AS FOREIGN ministers of countries bordering Myanmar set to hold talks with the country’s military Junta in an effort to quell the deadly violence, Myanmar police have continued to fire stun grenades to disperse protesters in the city of Yangon, reports said.
The talks which will hold today comes two days after the bloodiest day of unrest since the military removed Aung San Suu Kyi’s elected government a month ago, unleashing anger and mass street protests across the country.
Protesters, many wearing hard hats, thick gloves and goggles and holding makeshift shields had gathered behind barricades in different parts of Yangon to chant slogans against military rule.
“If we’re oppressed, there will be explosion. If we’re hit, we’ll hit back,” the crowd chanted at one Yangon protest before police moved in to break up with stun grenades, witnesses said. There were no reports of any injuries.
According to media reports, police fired stun grenades at the crowd as they try to scare them disperse.
Other sections of main roads in downtown Yangon were eerily silent yet tense, with armed riot police stationed in the middle of major junctions. Around Sule Pagoda, a rallying point for demonstrators in recent weeks, small numbers of pedestrians quickly passed.
At least 21 protesters have been killed since the turmoil began. The army said one policeman was killed.
Hundreds of people have been arrested since the coup, according to activists.
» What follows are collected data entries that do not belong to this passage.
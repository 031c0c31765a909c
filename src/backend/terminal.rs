//! Terminal keyboard over crossterm
//!
//! Puts the terminal in raw mode and turns crossterm key events into raw
//! samples. Terminals that report key releases get the kitty enhancement
//! flags pushed. On the others a key counts as held from its press until the
//! terminal stops auto-repeating it: the release is synthesized once no press
//! arrived for [`FIRST_PRESS_HOLD`] (or [`REPEAT_HOLD`] once repeats started),
//! never within the frame of the press. Ctrl+C is reported as a window close.
//!
//! A terminal cannot be asked which keys are down. The [`KeyboardProbe`] view
//! is rebuilt from the samples already handed out, so the normalizer's
//! stale press/release checks always pass for this backend.

use crate::error::InputError;
use crate::input::keys::{KeyModifiers, KeyboardKey};
use crate::input::platform::{EventSource, KeyboardProbe};
use crate::input::raw::RawSample;
use crossterm::event::{
    self, Event, KeyCode, KeyEvent, KeyEventKind, KeyEventState, KeyModifiers as TermModifiers,
    KeyboardEnhancementFlags, ModifierKeyCode, PopKeyboardEnhancementFlags,
    PushKeyboardEnhancementFlags,
};
use crossterm::terminal::{self, disable_raw_mode, enable_raw_mode};
use std::collections::{BTreeMap, HashSet, VecDeque};
use std::io::stdout;
use std::time::{Duration, Instant};
use tracing::{debug, info, warn};

/// Hold after a first press, longer than common autorepeat delays
pub const FIRST_PRESS_HOLD: Duration = Duration::from_millis(600);
/// Hold after an auto-repeated press
pub const REPEAT_HOLD: Duration = Duration::from_millis(120);

/// Pending synthesized releases for terminals without release reporting
#[derive(Debug, Default)]
pub struct SyntheticReleases {
    deadlines: BTreeMap<KeyboardKey, (Instant, KeyModifiers)>,
}

impl SyntheticReleases {
    /// Records a press of `key` at `now`, pushing its release back
    pub fn pressed(&mut self, key: KeyboardKey, modifiers: KeyModifiers, now: Instant) {
        let hold = if self.deadlines.contains_key(&key) {
            REPEAT_HOLD
        } else {
            FIRST_PRESS_HOLD
        };
        self.deadlines.insert(key, (now + hold, modifiers));
    }

    /// Releases for every key whose hold ran out by `now`
    pub fn expired(&mut self, now: Instant) -> Vec<RawSample> {
        let mut released = Vec::new();
        self.deadlines.retain(|key, (deadline, modifiers)| {
            if *deadline > now {
                return true;
            }
            released.push(RawSample::KeyUp {
                key: *key,
                modifiers: *modifiers,
                repeat: false,
            });
            false
        });
        released
    }

    pub fn is_waiting(&self, key: KeyboardKey) -> bool {
        self.deadlines.contains_key(&key)
    }
}

pub struct TerminalKeyboard {
    pending: VecDeque<RawSample>,
    held: HashSet<KeyboardKey>,
    modifiers: KeyModifiers,
    release_events: bool,
    synthetic: SyntheticReleases,
}

impl TerminalKeyboard {
    pub fn create() -> Result<Self, InputError> {
        enable_raw_mode().map_err(|e| InputError::InitializationError(e.to_string()))?;

        let release_events = matches!(terminal::supports_keyboard_enhancement(), Ok(true));
        if release_events {
            let flags = KeyboardEnhancementFlags::REPORT_EVENT_TYPES;
            if let Err(e) = crossterm::execute!(stdout(), PushKeyboardEnhancementFlags(flags)) {
                // Raw mode is already on; undo it before bailing out.
                let _ = disable_raw_mode();
                return Err(InputError::InitializationError(e.to_string()));
            }
            info!("Terminal keyboard ready, key releases reported");
        } else {
            warn!("Terminal does not report key releases, synthesizing them");
        }

        Ok(Self {
            pending: VecDeque::new(),
            held: HashSet::new(),
            modifiers: KeyModifiers::empty(),
            release_events,
            synthetic: SyntheticReleases::default(),
        })
    }

    fn read_pending_events(&mut self) {
        loop {
            match event::poll(Duration::ZERO) {
                Ok(true) => {}
                Ok(false) => return,
                Err(e) => {
                    warn!("Failed to poll terminal events: {}", e);
                    return;
                }
            }
            match event::read() {
                Ok(Event::Key(key)) => {
                    debug!("Terminal key event: {:?}", key);
                    let samples = translate_key_event(key);
                    if !self.release_events {
                        let now = Instant::now();
                        for sample in &samples {
                            if let RawSample::KeyDown { key, modifiers, .. } = sample {
                                self.synthetic.pressed(*key, *modifiers, now);
                            }
                        }
                    }
                    self.pending.extend(samples);
                }
                Ok(other) => debug!("Ignoring terminal event: {:?}", other),
                Err(e) => {
                    warn!("Failed to read terminal event: {}", e);
                    return;
                }
            }
        }
    }

    fn apply_live_state(&mut self, sample: &RawSample) {
        match sample {
            RawSample::KeyDown { key, modifiers, .. } => {
                self.held.insert(*key);
                self.modifiers = *modifiers;
            }
            RawSample::KeyUp { key, modifiers, .. } => {
                self.held.remove(key);
                self.modifiers = *modifiers;
            }
            _ => {}
        }
    }
}

impl EventSource for TerminalKeyboard {
    fn poll_sample(&mut self) -> Option<RawSample> {
        if self.pending.is_empty() {
            self.read_pending_events();
            if !self.release_events {
                self.pending.extend(self.synthetic.expired(Instant::now()));
            }
        }
        let sample = self.pending.pop_front()?;
        self.apply_live_state(&sample);
        Some(sample)
    }
}

// Held keys follow the samples already popped, not the hardware.
impl KeyboardProbe for TerminalKeyboard {
    fn is_key_down(&self, key: KeyboardKey) -> bool {
        self.held.contains(&key)
    }

    fn key_modifiers(&self) -> KeyModifiers {
        self.modifiers
    }
}

impl Drop for TerminalKeyboard {
    fn drop(&mut self) {
        if self.release_events {
            if let Err(e) = crossterm::execute!(stdout(), PopKeyboardEnhancementFlags) {
                warn!("Failed to restore keyboard flags: {}", e);
            }
        }
        if let Err(e) = disable_raw_mode() {
            warn!("Failed to leave raw mode: {}", e);
        }
        debug!("Terminal restored");
    }
}

/// Raw samples for one crossterm key event, in delivery order
pub fn translate_key_event(event: KeyEvent) -> Vec<RawSample> {
    let modifiers = translate_modifiers(&event);

    if event.kind != KeyEventKind::Release
        && event.code == KeyCode::Char('c')
        && event.modifiers.contains(TermModifiers::CONTROL)
    {
        return vec![RawSample::WindowClose];
    }

    let key = translate_key_code(event.code);
    let mut samples = Vec::with_capacity(2);
    match event.kind {
        KeyEventKind::Press | KeyEventKind::Repeat => {
            if let Some(key) = key {
                samples.push(RawSample::KeyDown {
                    key,
                    modifiers,
                    repeat: event.kind == KeyEventKind::Repeat,
                });
            }
            if let KeyCode::Char(c) = event.code {
                if !modifiers.intersects(KeyModifiers::CTRL | KeyModifiers::ALT) {
                    samples.push(RawSample::TextInput {
                        text: c.to_string(),
                    });
                }
            }
        }
        KeyEventKind::Release => {
            if let Some(key) = key {
                samples.push(RawSample::KeyUp {
                    key,
                    modifiers,
                    repeat: false,
                });
            }
        }
    }
    samples
}

fn translate_modifiers(event: &KeyEvent) -> KeyModifiers {
    let mut modifiers = KeyModifiers::empty();
    modifiers.set(
        KeyModifiers::SHIFT,
        event.modifiers.contains(TermModifiers::SHIFT),
    );
    modifiers.set(
        KeyModifiers::CTRL,
        event.modifiers.contains(TermModifiers::CONTROL),
    );
    modifiers.set(
        KeyModifiers::ALT,
        event.modifiers.contains(TermModifiers::ALT),
    );
    modifiers.set(
        KeyModifiers::CAPS_LOCK,
        event.state.contains(KeyEventState::CAPS_LOCK),
    );
    modifiers.set(
        KeyModifiers::NUM_LOCK,
        event.state.contains(KeyEventState::NUM_LOCK),
    );
    modifiers
}

fn translate_key_code(code: KeyCode) -> Option<KeyboardKey> {
    let key = match code {
        KeyCode::Char(' ') => KeyboardKey::Space,
        KeyCode::Char(c) => return KeyboardKey::from_name(&c.to_lowercase().to_string()),
        KeyCode::F(n) => return KeyboardKey::from_name(&format!("f{}", n)),
        KeyCode::Backspace => KeyboardKey::Backspace,
        KeyCode::Tab | KeyCode::BackTab => KeyboardKey::Tab,
        KeyCode::Enter => KeyboardKey::Return,
        KeyCode::Esc => KeyboardKey::Escape,
        KeyCode::Left => KeyboardKey::Left,
        KeyCode::Right => KeyboardKey::Right,
        KeyCode::Up => KeyboardKey::Up,
        KeyCode::Down => KeyboardKey::Down,
        KeyCode::Home => KeyboardKey::Home,
        KeyCode::End => KeyboardKey::End,
        KeyCode::PageUp => KeyboardKey::PageUp,
        KeyCode::PageDown => KeyboardKey::PageDown,
        KeyCode::Delete => KeyboardKey::Delete,
        KeyCode::Insert => KeyboardKey::Insert,
        KeyCode::CapsLock => KeyboardKey::CapsLock,
        KeyCode::ScrollLock => KeyboardKey::ScrollLock,
        KeyCode::NumLock => KeyboardKey::NumLock,
        KeyCode::Pause => KeyboardKey::Pause,
        KeyCode::Modifier(modifier) => match modifier {
            ModifierKeyCode::LeftShift => KeyboardKey::LeftShift,
            ModifierKeyCode::RightShift => KeyboardKey::RightShift,
            ModifierKeyCode::LeftControl => KeyboardKey::LeftControl,
            ModifierKeyCode::RightControl => KeyboardKey::RightControl,
            ModifierKeyCode::LeftAlt => KeyboardKey::LeftAlt,
            ModifierKeyCode::RightAlt => KeyboardKey::RightAlt,
            ModifierKeyCode::LeftSuper | ModifierKeyCode::LeftMeta => KeyboardKey::LeftMeta,
            ModifierKeyCode::RightSuper | ModifierKeyCode::RightMeta => KeyboardKey::RightMeta,
            _ => return None,
        },
        _ => return None,
    };
    Some(key)
}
Among them is a journalist for the Democratic Voice of Burma (DVB), who livestreamed the arrival of security forces outside his apartment on Monday in the coastal town of Myeik, where he had been filming protests.
The coup halted Myanmar’s tentative steps towards democracy after nearly 50 years of military rule, and has drawn condemnation and sanctions from the United States and other western countries, and sparked concern among its neighbours.